SUPPLIED DATA –
>>
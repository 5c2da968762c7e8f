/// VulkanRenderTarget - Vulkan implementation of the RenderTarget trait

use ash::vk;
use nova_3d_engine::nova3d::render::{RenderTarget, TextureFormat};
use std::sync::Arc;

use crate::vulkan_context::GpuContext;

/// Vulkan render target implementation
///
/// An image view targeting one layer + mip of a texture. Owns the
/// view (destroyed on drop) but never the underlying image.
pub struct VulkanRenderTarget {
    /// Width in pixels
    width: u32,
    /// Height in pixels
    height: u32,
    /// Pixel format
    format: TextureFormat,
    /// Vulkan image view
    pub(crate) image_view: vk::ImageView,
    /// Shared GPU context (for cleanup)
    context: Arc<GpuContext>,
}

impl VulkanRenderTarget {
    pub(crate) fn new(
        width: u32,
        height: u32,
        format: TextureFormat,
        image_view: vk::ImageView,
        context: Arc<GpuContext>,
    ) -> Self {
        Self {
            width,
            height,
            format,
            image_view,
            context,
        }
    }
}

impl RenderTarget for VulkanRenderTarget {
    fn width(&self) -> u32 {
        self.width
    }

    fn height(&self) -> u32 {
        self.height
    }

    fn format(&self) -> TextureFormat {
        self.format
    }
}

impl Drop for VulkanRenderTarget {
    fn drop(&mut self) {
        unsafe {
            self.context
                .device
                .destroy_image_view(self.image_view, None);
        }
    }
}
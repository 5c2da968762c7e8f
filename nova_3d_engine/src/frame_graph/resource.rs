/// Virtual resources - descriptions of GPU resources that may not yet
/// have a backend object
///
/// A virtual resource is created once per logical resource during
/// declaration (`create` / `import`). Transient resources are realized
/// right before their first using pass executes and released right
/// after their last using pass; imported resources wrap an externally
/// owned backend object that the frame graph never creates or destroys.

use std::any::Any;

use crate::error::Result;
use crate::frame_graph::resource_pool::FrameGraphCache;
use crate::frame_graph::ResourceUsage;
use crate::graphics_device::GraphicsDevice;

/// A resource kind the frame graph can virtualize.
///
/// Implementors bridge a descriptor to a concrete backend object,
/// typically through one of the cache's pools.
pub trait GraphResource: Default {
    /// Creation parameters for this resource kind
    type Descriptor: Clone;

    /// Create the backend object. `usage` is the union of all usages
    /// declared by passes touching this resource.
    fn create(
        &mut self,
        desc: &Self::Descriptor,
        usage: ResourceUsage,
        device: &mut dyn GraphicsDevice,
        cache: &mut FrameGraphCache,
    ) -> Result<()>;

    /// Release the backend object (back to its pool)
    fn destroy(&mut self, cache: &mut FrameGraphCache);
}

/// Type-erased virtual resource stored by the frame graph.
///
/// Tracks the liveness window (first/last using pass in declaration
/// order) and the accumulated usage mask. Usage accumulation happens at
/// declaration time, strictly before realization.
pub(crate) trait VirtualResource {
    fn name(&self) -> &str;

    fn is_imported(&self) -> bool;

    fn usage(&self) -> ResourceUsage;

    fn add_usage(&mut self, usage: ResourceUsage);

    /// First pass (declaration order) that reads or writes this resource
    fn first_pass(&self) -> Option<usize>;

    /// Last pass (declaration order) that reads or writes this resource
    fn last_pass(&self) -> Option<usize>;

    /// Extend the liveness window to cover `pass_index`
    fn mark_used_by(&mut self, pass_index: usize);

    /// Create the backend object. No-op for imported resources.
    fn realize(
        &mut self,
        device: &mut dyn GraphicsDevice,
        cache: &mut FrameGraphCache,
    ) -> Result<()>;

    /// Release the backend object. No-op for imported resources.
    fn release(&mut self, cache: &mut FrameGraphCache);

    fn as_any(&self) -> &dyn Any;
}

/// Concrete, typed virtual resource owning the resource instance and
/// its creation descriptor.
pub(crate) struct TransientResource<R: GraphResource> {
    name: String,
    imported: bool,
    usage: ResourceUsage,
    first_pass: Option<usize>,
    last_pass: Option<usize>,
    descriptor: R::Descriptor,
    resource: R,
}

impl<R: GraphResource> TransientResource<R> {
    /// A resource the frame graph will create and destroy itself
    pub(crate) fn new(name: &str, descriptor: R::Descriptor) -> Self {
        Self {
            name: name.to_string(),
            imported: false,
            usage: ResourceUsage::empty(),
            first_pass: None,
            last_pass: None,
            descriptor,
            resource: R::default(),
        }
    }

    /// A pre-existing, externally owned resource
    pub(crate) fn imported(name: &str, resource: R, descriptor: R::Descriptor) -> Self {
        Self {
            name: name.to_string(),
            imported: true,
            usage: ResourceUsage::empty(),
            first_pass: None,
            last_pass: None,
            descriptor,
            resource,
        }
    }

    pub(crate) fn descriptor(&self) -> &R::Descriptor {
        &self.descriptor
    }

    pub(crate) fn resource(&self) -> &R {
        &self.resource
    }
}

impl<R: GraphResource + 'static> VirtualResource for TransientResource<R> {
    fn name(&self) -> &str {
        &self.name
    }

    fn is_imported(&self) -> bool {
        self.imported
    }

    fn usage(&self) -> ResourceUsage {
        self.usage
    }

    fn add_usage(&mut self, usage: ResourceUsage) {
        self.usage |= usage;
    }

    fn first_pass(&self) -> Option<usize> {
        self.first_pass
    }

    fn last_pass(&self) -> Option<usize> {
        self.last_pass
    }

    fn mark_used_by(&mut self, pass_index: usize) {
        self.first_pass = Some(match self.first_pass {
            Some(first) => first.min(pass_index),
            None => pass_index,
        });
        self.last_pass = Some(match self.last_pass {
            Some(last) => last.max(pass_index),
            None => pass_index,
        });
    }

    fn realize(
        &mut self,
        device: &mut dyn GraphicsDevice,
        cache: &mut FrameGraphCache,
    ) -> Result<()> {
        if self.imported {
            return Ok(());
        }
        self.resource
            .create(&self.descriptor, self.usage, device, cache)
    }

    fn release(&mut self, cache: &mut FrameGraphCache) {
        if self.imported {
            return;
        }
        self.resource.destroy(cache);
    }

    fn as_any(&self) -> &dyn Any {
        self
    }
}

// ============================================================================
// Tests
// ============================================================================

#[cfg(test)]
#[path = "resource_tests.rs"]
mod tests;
<<
PROBLEM REQUIREMENTS –
The stretch of entries above that starts with the line containing "impl Drop for" and goes on through the line containing "and released right" is to be transcribed exactly, and no other line is to be transcribed.

YOUR RESPONSE –
impl Drop for VulkanRenderTarget {
    fn drop(&mut self) {
        unsafe {
            self.context
                .device
                .destroy_image_view(self.image_view, None);
        }
    }
}
repository 5c2da968762c7e8f
filename nova_3d_engine/src/frame_graph/resource.rs
/// Virtual resources - descriptions of GPU resources that may not yet
/// have a backend object
///
/// A virtual resource is created once per logical resource during
/// declaration (`create` / `import`). Transient resources are realized
/// right before their first using pass executes and released right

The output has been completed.